It has been four weeks since a smash and grab at the Waiouru Army Museum robbed the nation of some of its most valuable treasures.
And the painstaking hunt for the nine Victoria Crosses is now focused on one car.
The theft broke the nation's heart as 96 precious war medals were snatched from their custodians in just three minutes - among them the VC and bar belonging to NZ's most famous soldier, Charles Upham.
"It's disgraceful, it's beyond belief...but it's a shame to all New Zealanders not just to us," Upham's daughter Amanda Upham says.
Waiouru Army Museum director Ray Seymour says someone will know who was responsible.
"Someone will know the people, they'll know where these medal groups are and the nation wants them back," Colonel Seymour says.
A 40-strong team has combed the museum's grounds and security camera footage for clues. But police have remained tightlipped on what has been found.
"If I released anything that's on that footage at this time it could compromise the investigation.
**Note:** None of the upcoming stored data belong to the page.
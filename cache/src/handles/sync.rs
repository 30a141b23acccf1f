use crate::error::{BoxError, CacheError};
use crate::handles::PolicyHandle;
use crate::iter::Iter;
use crate::map::MapView;
use crate::metrics::MetricsSnapshot;
use crate::shared::{CacheShared, PendingMode};

use std::borrow::Borrow;
use std::collections::HashMap;
use std::fmt;
use std::hash::{BuildHasher, Hash};
use std::sync::Arc;

#[cfg(feature = "bulk")]
use rayon::iter::{IndexedParallelIterator, IntoParallelRefIterator, ParallelIterator};

/// A thread-safe, synchronous compute cache.
///
/// Values are computed on demand, at most once per key at a time: callers
/// that miss the same key while it is being computed block until the single
/// computation finishes and share its outcome.
///
/// Keys whose value is still being computed are treated as absent by the
/// lookups that do not compute (`get_if_present`, `get_all_present`, `iter`).
/// Writes to such a key wait for the computation to settle first.
///
/// Cloning a `Cache` is cheap and yields a handle to the same cache.
pub struct Cache<K, V, H = ahash::RandomState> {
  pub(crate) shared: Arc<CacheShared<K, V, H>>,
}

impl<K, V, H> Clone for Cache<K, V, H> {
  fn clone(&self) -> Self {
    Self {
      shared: self.shared.clone(),
    }
  }
}

impl<K, V, H> fmt::Debug for Cache<K, V, H>
where
  K: Eq + Hash,
  H: BuildHasher + Clone,
{
  fn fmt(&self, f: &mut fmt::Formatter<'_>) -> fmt::Result {
    f.debug_struct("Cache")
      .field("entries", &self.shared.store.len())
      .finish_non_exhaustive()
  }
}

impl<K, V, H> Cache<K, V, H>
where
  K: Eq + Hash + Clone + Send + Sync + 'static,
  V: Send + Sync + 'static,
  H: BuildHasher + Clone + Send + Sync + 'static,
{
  pub(crate) fn from_shared(shared: Arc<CacheShared<K, V, H>>) -> Self {
    Self { shared }
  }

  /// Returns the value for `key` if it has one, without computing it.
  pub fn get_if_present(&self, key: &K) -> Option<Arc<V>> {
    self.shared.get_if_present(key, true)
  }

  /// Returns the value for `key`, computing it with `f` if it is missing.
  ///
  /// `f` runs on the calling thread with no lock held. Concurrent callers
  /// for the same key block until it finishes. If `f` panics, the panic
  /// propagates to this caller and waiting callers get
  /// `CacheError::Panicked`.
  ///
  /// `f` may use the cache, but calling back into the same key fails with
  /// `CacheError::RecursiveUpdate`. A cycle spanning several threads is not
  /// detected and deadlocks.
  pub fn get_with<F>(&self, key: &K, f: F) -> Result<Arc<V>, CacheError>
  where
    F: FnOnce(&K) -> V,
  {
    self
      .shared
      .get_or_compute(key, true, true, |key| Ok(Some(f(key))))?
      // A value-producing computation never settles empty.
      .ok_or(CacheError::Cancelled)
  }

  /// Like `get_with`, but `f` may fail or produce nothing.
  ///
  /// `Ok(None)` and errors leave the key absent. An error is returned to
  /// this caller and to every caller that was waiting on the computation.
  pub fn try_get_with<F, E>(&self, key: &K, f: F) -> Result<Option<Arc<V>>, CacheError>
  where
    F: FnOnce(&K) -> Result<Option<V>, E>,
    E: Into<BoxError>,
  {
    self
      .shared
      .get_or_compute(key, true, false, |key| f(key).map_err(CacheError::load))
  }

  /// Returns the values present for `keys`. Missing and pending keys are
  /// left out.
  #[cfg(not(feature = "bulk"))]
  pub fn get_all_present<I>(&self, keys: I) -> HashMap<K, Arc<V>>
  where
    I: IntoIterator<Item = K>,
  {
    let mut found = HashMap::new();
    for key in keys {
      if let Some(value) = self.shared.get_if_present(&key, true) {
        found.insert(key, value);
      }
    }
    found
  }

  /// Returns the values present for `keys`. Missing and pending keys are
  /// left out.
  ///
  /// Keys are grouped by shard and the shards are searched in parallel.
  #[cfg(feature = "bulk")]
  pub fn get_all_present<I>(&self, keys: I) -> HashMap<K, Arc<V>>
  where
    I: IntoIterator<Item = K>,
  {
    // Group keys by shard index to take each shard's lock once.
    let store = &self.shared.store;
    let mut keys_by_shard: Vec<Vec<K>> = vec![Vec::new(); store.num_shards()];
    let mut requested = 0;
    for key in keys {
      keys_by_shard[store.shard_index(&key)].push(key);
      requested += 1;
    }

    let found_by_shard: Vec<Vec<(K, Arc<V>, u64)>> = keys_by_shard
      .par_iter()
      .enumerate()
      .map(|(index, shard_keys)| {
        if shard_keys.is_empty() {
          return Vec::new();
        }
        let shard = store.shard_at(index).read();
        shard_keys
          .iter()
          .filter_map(|key| {
            let entry = shard.get(key)?;
            let value = entry.value()?;
            Some((key.clone(), value, entry.weight()))
          })
          .collect()
      })
      .collect();

    let mut found = HashMap::new();
    let mut hits = 0;
    for (key, value, weight) in found_by_shard.into_iter().flatten() {
      self.shared.on_read(&key, weight);
      found.insert(key, value);
      hits += 1;
    }
    self.shared.record_hits(hits);
    self.shared.record_misses(requested - hits);
    found
  }

  /// Returns the values for `keys`, computing every missing one with a
  /// single call to `f`.
  ///
  /// `f` receives only the keys this call claimed; keys already being
  /// computed by another caller are waited for instead. Keys `f` leaves out
  /// stay absent, and extra keys it returns are stored where the cache has
  /// no entry. An error fails every claimed key and is returned.
  pub fn get_all_with<I, F, E>(&self, keys: I, f: F) -> Result<HashMap<K, Arc<V>>, CacheError>
  where
    I: IntoIterator<Item = K>,
    F: FnOnce(&[K]) -> Result<HashMap<K, V>, E>,
    E: Into<BoxError>,
  {
    self
      .shared
      .get_all_or_compute(keys, |keys| f(keys).map_err(CacheError::load))
  }

  /// Stores `value` for `key`, returning the value it replaced.
  ///
  /// If the key is being computed, waits for that to finish and then
  /// overwrites its result.
  pub fn put(&self, key: K, value: V) -> Option<Arc<V>> {
    self.shared.put(&key, value)
  }

  pub fn put_all<I>(&self, entries: I)
  where
    I: IntoIterator<Item = (K, V)>,
  {
    for (key, value) in entries {
      self.shared.put(&key, value);
    }
  }

  /// Removes `key`, returning the value it held.
  ///
  /// A computation in progress for the key is waited for, then removed.
  pub fn invalidate(&self, key: &K) -> Option<Arc<V>> {
    self.shared.invalidate(key, PendingMode::Wait)
  }

  pub fn invalidate_keys<I>(&self, keys: I)
  where
    I: IntoIterator,
    I::Item: Borrow<K>,
  {
    for key in keys {
      self.shared.invalidate(key.borrow(), PendingMode::Wait);
    }
  }

  /// Removes every entry. Computations in progress are discarded when they
  /// finish; their callers still receive the computed value.
  pub fn invalidate_all(&self) {
    self.shared.invalidate_all();
  }

  /// The number of entries, including keys still being computed.
  ///
  /// Evictions are applied lazily, so this is exact only right after
  /// `clean_up` with no concurrent writers.
  pub fn estimated_size(&self) -> usize {
    self.shared.store.len()
  }

  pub fn metrics(&self) -> MetricsSnapshot {
    self.shared.metrics.snapshot()
  }

  /// Returns a map-like view of this cache.
  pub fn as_map(&self) -> MapView<K, V, H> {
    MapView::new(self.shared.clone())
  }

  /// Iterates over the entries that have a value. See [`Iter`].
  pub fn iter(&self) -> Iter<K, V, H> {
    Iter::new(self.shared.clone())
  }

  /// Applies pending eviction bookkeeping and evicts down to capacity.
  pub fn clean_up(&self) {
    self.shared.clean_up();
  }

  pub fn policy(&self) -> PolicyHandle<K, V, H> {
    PolicyHandle::new(self.shared.clone())
  }
}

impl<'a, K, V, H> IntoIterator for &'a Cache<K, V, H>
where
  K: Eq + Hash + Clone + Send + Sync + 'static,
  V: Send + Sync + 'static,
  H: BuildHasher + Clone + Send + Sync + 'static,
{
  type Item = (K, Arc<V>);
  type IntoIter = Iter<K, V, H>;

  fn into_iter(self) -> Self::IntoIter {
    self.iter()
  }
}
I'd prefer that we just leave it," Detective Senior Sergeant Chris Bensemann says.
British collector Lord Ashcroft is offering a $200,000 reward for information leading to the safe return of the nine Victoria Crosses but local police have still not accepted.
Door to door inquiries have been made by service personnel in Waiouru and their efforts resulted in police executing search warrants on the army base.
But with the need for a breakthrough in the case increasing some high profile kiwis made a heartfelt appeal for the return of the medals.
Investigators are concentrating on the whereabouts of a car repeatedly spotted in Waiouru on the morning of the crime
"The vehicle has been described to us as a light coloured mid to late 80s station wagon, may even be an early 90s model, it may have round headlights," Detective Sergeant Debbie Gower says.